Bringing Urban Dance Practices Into the University System
Recognizing the importance of questions such as “Who teaches what? And for who?,” many degree programs have recently been starting to alter their curriculums. Yet this approach has always been central to the University of East London’s BA Dance: Urban Practice, which has used alternative approaches to teach popular urban dances since 2007.
Students in the program train in popping, locking, hip hop, breaking and house as well as bharatanatyam, capoeira, dancehall, and contemporary African and European dance styles. By discovering the music, lifestyles and urban spaces that bring these practices to life, dancers learn through moving, acquiring technical knowledge and sometimes even firsthand experiences of the clubs and communities that breathe life into the East London landscape where the course is based.
Program head Carla Trim-Vamben recently spoke to Dance Magazine about bringing urban dance into academia, and how her teaching approach challenges a new generation of dancers to reimagine where and how dance is learned and performed.
Donae Willis, Courtesy Trim-Vamben
What makes the university’s program unique?
The program is looking at dance styles that haven’t been given the platform to be seen as valid. So looking at challenging the dance canon. Students are learning techniques such as house, hip hop, locking, popping, bharatanatyam, kalarippayattu, dancehall. They’re given the foundational tools of those styles, then they start to engage with and figure out their own personal vocabulary.
But also understanding the styles from a cultural context. So a lot of the technique classes are not just looking at the movement. Some of the lecturers will bring in musicians to discuss the instruments. We have a lecturer who brings in his capoeira troupe. It’s delving deeper into those dance styles and trying to level out the playing field in the sense of what the dance canon could be.
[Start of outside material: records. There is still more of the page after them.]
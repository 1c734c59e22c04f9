//! # Codeplug Document Model
//!
//! A codeplug is the JSON document a radio programming tool imports: the
//! complete set of contacts, channels, and zones for one radio. Only the
//! fields the merge engine reads or writes are typed here. Every other field,
//! at the top level and inside each record, is kept in an ordered `extra` map
//! so a codeplug round-trips through the merge without losing data the radio
//! vendor's tool put there.
//!
//! Records also remember the order their keys were read in. Writing a record
//! back follows that order, typed fields included, so carried-over contacts,
//! zones, and channels come out laid out the way they went in.
//!
//! ```
//! use codeplug_merge::codeplug;
//!
//! let plug = codeplug::parse(r#"{
//!     "Contacts": [{"CallID": "91", "CallReceiveTone": "No", "CallType": "Group", "Name": "WW"}],
//!     "Zones": [],
//!     "Channels": []
//! }"#).unwrap();
//! assert_eq!(plug.contacts[0].name, "WW");
//! ```

use serde::de::DeserializeOwned;
use serde::{Deserialize, Serialize};
use serde_json::{Map, Value};
use std::fs;
use std::path::Path;

use crate::error::{Error, Result};

/// Call type given to contacts created from directory groups.
pub const GROUP_CALL_TYPE: &str = "Group";

/// Receive tone setting given to contacts created from directory groups.
pub const GROUP_CALL_RECEIVE_TONE: &str = "No";

type Record = Map<String, Value>;

/// Key order of a record as it was read. Records built here have none and
/// serialize typed fields first.
///
/// Layout is not content: any two orders compare equal.
#[derive(Debug, Clone, Default)]
struct KeyOrder(Vec<String>);

impl PartialEq for KeyOrder {
    fn eq(&self, _other: &Self) -> bool {
        true
    }
}

impl KeyOrder {
    fn of(record: &Record) -> Self {
        Self(record.keys().cloned().collect())
    }

    /// Lay out `typed` and `extra` in the recorded order. Keys the order does
    /// not mention follow, typed fields first. `None` typed values are left
    /// out.
    fn arrange(&self, typed: Vec<(&str, Option<Value>)>, extra: Record) -> Record {
        let mut slots: Vec<(String, Option<Value>)> = typed
            .into_iter()
            .map(|(key, value)| (key.to_string(), value))
            .chain(extra.into_iter().map(|(key, value)| (key, Some(value))))
            .collect();

        let mut record = Map::new();
        for key in &self.0 {
            let value = slots
                .iter_mut()
                .find(|(slot, _)| slot == key)
                .and_then(|(_, value)| value.take());
            if let Some(value) = value {
                record.insert(key.clone(), value);
            }
        }
        for (key, value) in slots {
            if let Some(value) = value {
                record.insert(key, value);
            }
        }
        record
    }
}

fn field_error(key: &str, err: impl std::fmt::Display) -> String {
    format!("invalid `{key}`: {err}")
}

fn required<T: DeserializeOwned>(record: &mut Record, key: &str) -> std::result::Result<T, String> {
    let value = record
        .remove(key)
        .ok_or_else(|| format!("missing field `{key}`"))?;
    serde_json::from_value(value).map_err(|err| field_error(key, err))
}

fn optional<T: DeserializeOwned>(
    record: &mut Record,
    key: &str,
) -> std::result::Result<Option<T>, String> {
    match record.remove(key) {
        Some(value) => serde_json::from_value(value).map_err(|err| field_error(key, err)),
        None => Ok(None),
    }
}

fn records<T: Into<Record>>(items: Vec<T>) -> Value {
    Value::Array(items.into_iter().map(|item| Value::Object(item.into())).collect())
}

/// The root codeplug document.
#[derive(Debug, Clone, Default, PartialEq, Serialize, Deserialize)]
#[serde(try_from = "Map<String, Value>", into = "Map<String, Value>")]
pub struct Codeplug {
    pub contacts: Vec<Contact>,
    pub zones: Vec<Zone>,
    /// Missing from some exports; read as empty.
    pub channels: Vec<Channel>,
    /// Top-level sections the merge does not touch.
    pub extra: Map<String, Value>,
    order: KeyOrder,
}

impl TryFrom<Record> for Codeplug {
    type Error = String;

    fn try_from(mut record: Record) -> std::result::Result<Self, String> {
        let order = KeyOrder::of(&record);
        Ok(Self {
            contacts: required(&mut record, "Contacts")?,
            zones: required(&mut record, "Zones")?,
            channels: optional(&mut record, "Channels")?.unwrap_or_default(),
            extra: record,
            order,
        })
    }
}

impl From<Codeplug> for Record {
    fn from(plug: Codeplug) -> Self {
        let typed = vec![
            ("Contacts", Some(records(plug.contacts))),
            ("Zones", Some(records(plug.zones))),
            ("Channels", Some(records(plug.channels))),
        ];
        plug.order.arrange(typed, plug.extra)
    }
}

/// An addressable call target.
#[derive(Debug, Clone, Default, PartialEq, Serialize, Deserialize)]
#[serde(try_from = "Map<String, Value>", into = "Map<String, Value>")]
pub struct Contact {
    /// Numeric call ID. Some tools export it as a string, others as a number;
    /// it is always written back as a string.
    pub call_id: String,
    pub call_receive_tone: Option<String>,
    pub call_type: Option<String>,
    pub name: String,
    pub extra: Map<String, Value>,
    order: KeyOrder,
}

impl Contact {
    /// A talkgroup contact for a directory group.
    pub fn group(name: &str, id: i64) -> Self {
        Self {
            call_id: id.to_string(),
            call_receive_tone: Some(GROUP_CALL_RECEIVE_TONE.to_string()),
            call_type: Some(GROUP_CALL_TYPE.to_string()),
            name: name.to_string(),
            ..Default::default()
        }
    }
}

impl TryFrom<Record> for Contact {
    type Error = String;

    fn try_from(mut record: Record) -> std::result::Result<Self, String> {
        let order = KeyOrder::of(&record);
        let call_id = match record.remove("CallID") {
            Some(Value::String(s)) => s,
            Some(Value::Number(n)) => n.to_string(),
            Some(other) => return Err(field_error("CallID", other)),
            None => return Err("missing field `CallID`".to_string()),
        };
        Ok(Self {
            call_id,
            call_receive_tone: optional(&mut record, "CallReceiveTone")?,
            call_type: optional(&mut record, "CallType")?,
            name: required(&mut record, "Name")?,
            extra: record,
            order,
        })
    }
}

impl From<Contact> for Record {
    fn from(contact: Contact) -> Self {
        let typed = vec![
            ("CallID", Some(Value::String(contact.call_id))),
            ("CallReceiveTone", contact.call_receive_tone.map(Value::String)),
            ("CallType", contact.call_type.map(Value::String)),
            ("Name", Some(Value::String(contact.name))),
        ];
        contact.order.arrange(typed, contact.extra)
    }
}

/// A named, ordered list of channel references.
#[derive(Debug, Clone, Default, PartialEq, Serialize, Deserialize)]
#[serde(try_from = "Map<String, Value>", into = "Map<String, Value>")]
pub struct Zone {
    pub name: String,
    /// Channel names, in display order. `None` when the source zone had no
    /// `Channel` key at all.
    pub channel: Option<Vec<String>>,
    pub extra: Map<String, Value>,
    order: KeyOrder,
}

impl Zone {
    /// An empty zone that serializes with an explicit empty `Channel` list.
    pub fn new(name: &str) -> Self {
        Self {
            name: name.to_string(),
            channel: Some(Vec::new()),
            ..Default::default()
        }
    }

    /// Names of the channels this zone references.
    pub fn channel_names(&self) -> &[String] {
        self.channel.as_deref().unwrap_or_default()
    }
}

impl TryFrom<Record> for Zone {
    type Error = String;

    fn try_from(mut record: Record) -> std::result::Result<Self, String> {
        let order = KeyOrder::of(&record);
        Ok(Self {
            name: required(&mut record, "Name")?,
            channel: optional(&mut record, "Channel")?,
            extra: record,
            order,
        })
    }
}

impl From<Zone> for Record {
    fn from(zone: Zone) -> Self {
        let channel = zone
            .channel
            .map(|names| Value::Array(names.into_iter().map(Value::String).collect()));
        let typed = vec![("Name", Some(Value::String(zone.name))), ("Channel", channel)];
        zone.order.arrange(typed, zone.extra)
    }
}

/// One tunable channel. Everything but the name is kept as raw fields, since
/// channel layouts differ between radio models.
#[derive(Debug, Clone, Default, PartialEq, Serialize, Deserialize)]
#[serde(try_from = "Map<String, Value>", into = "Map<String, Value>")]
pub struct Channel {
    pub name: String,
    pub fields: Map<String, Value>,
    order: KeyOrder,
}

impl Channel {
    /// Start a channel from a base template. A `Name` in the template is
    /// replaced by `name`.
    pub fn from_template(template: &Map<String, Value>, name: &str) -> Self {
        let fields = template
            .iter()
            .filter(|(key, _)| key.as_str() != "Name")
            .map(|(key, value)| (key.clone(), value.clone()))
            .collect();
        Self {
            name: name.to_string(),
            fields,
            ..Default::default()
        }
    }

    /// Set a string field, keeping its position if the template already had it.
    pub fn set(&mut self, key: &str, value: impl Into<String>) {
        self.fields
            .insert(key.to_string(), Value::String(value.into()));
    }

    /// Read a string field.
    pub fn get_str(&self, key: &str) -> Option<&str> {
        self.fields.get(key).and_then(Value::as_str)
    }
}

impl TryFrom<Record> for Channel {
    type Error = String;

    fn try_from(mut record: Record) -> std::result::Result<Self, String> {
        let order = KeyOrder::of(&record);
        Ok(Self {
            name: required(&mut record, "Name")?,
            fields: record,
            order,
        })
    }
}

impl From<Channel> for Record {
    fn from(channel: Channel) -> Self {
        let typed = vec![("Name", Some(Value::String(channel.name)))];
        channel.order.arrange(typed, channel.fields)
    }
}

/// Parse a codeplug from JSON text.
pub fn parse(json: &str) -> Result<Codeplug> {
    Ok(serde_json::from_str(json)?)
}

/// Load a codeplug from a JSON file.
pub fn load<P: AsRef<Path>>(path: P) -> Result<Codeplug> {
    let content = fs::read_to_string(path).map_err(Error::Io)?;
    parse(&content)
}

/// Serialize a codeplug to JSON text.
pub fn to_json(codeplug: &Codeplug, pretty: bool) -> Result<String> {
    let text = if pretty {
        serde_json::to_string_pretty(codeplug)?
    } else {
        serde_json::to_string(codeplug)?
    };
    Ok(text)
}

/// Write a codeplug to `path`.
///
/// The document is fully serialized before the file is opened, so a
/// serialization failure never leaves a truncated file behind.
pub fn save<P: AsRef<Path>>(codeplug: &Codeplug, path: P, pretty: bool) -> Result<()> {
    let path = path.as_ref();
    let text = to_json(codeplug, pretty)?;

    if let Some(parent) = path.parent() {
        if !parent.as_os_str().is_empty() {
            fs::create_dir_all(parent)?;
        }
    }
    fs::write(path, text)?;
    Ok(())
}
What kinds of students enroll?
The ones who don’t see themselves as fitting in to the dance canon of ballet and contemporary. There is more that they want to explore. Some of them have learned dance in their bedroom off YouTube. They might have gone to college and done contemporary. We had one student from the Virgin Islands who thought when he found the program on a Google search that it was a joke. And he just applied because he didn’t think he would get through. Then he came on and did an MA and became a stage manager.
Working within the requirements of the university system, how do you invite students to move in authentic ways?
Sometimes we want to get the students to go out to the club, or get them to think about their experiences. If it is at a wedding, what does that feel like? But also understanding a lot of students have never experienced the house party. Some of them have never experienced what a dance battle is. In the past we’ve gone to dance battles. But we are really transparent with students that we can’t replicate the original settings, and that’s not the main aim. It’s just to get an understanding of what these styles are and what are the things we have to do to adapt them to the studio.
How does that help them dance? How does it change their bodies?
Throughout the years, working with the house lecturer Clara Bajado, we’ve really tested out how students engage with the house-dance style, because a lot of them were expecting to come in and learn choreographed movement. But when we asked them to freestyle, they were struggling so much. Some of them would get stuck in really simple improvisational tasks.
And so the approach that she’s taken is looking at how hips move in house, learning the bodily movements of a certain foundation and getting them to understand how they move. I’m noticing more that we’re asking: Where do you feel that in your body and how does that feel? How do you adapt it? And through that approach it feels like they’re more in control with exploring these movements and starting to have more awareness of what they can do with house as a dance style.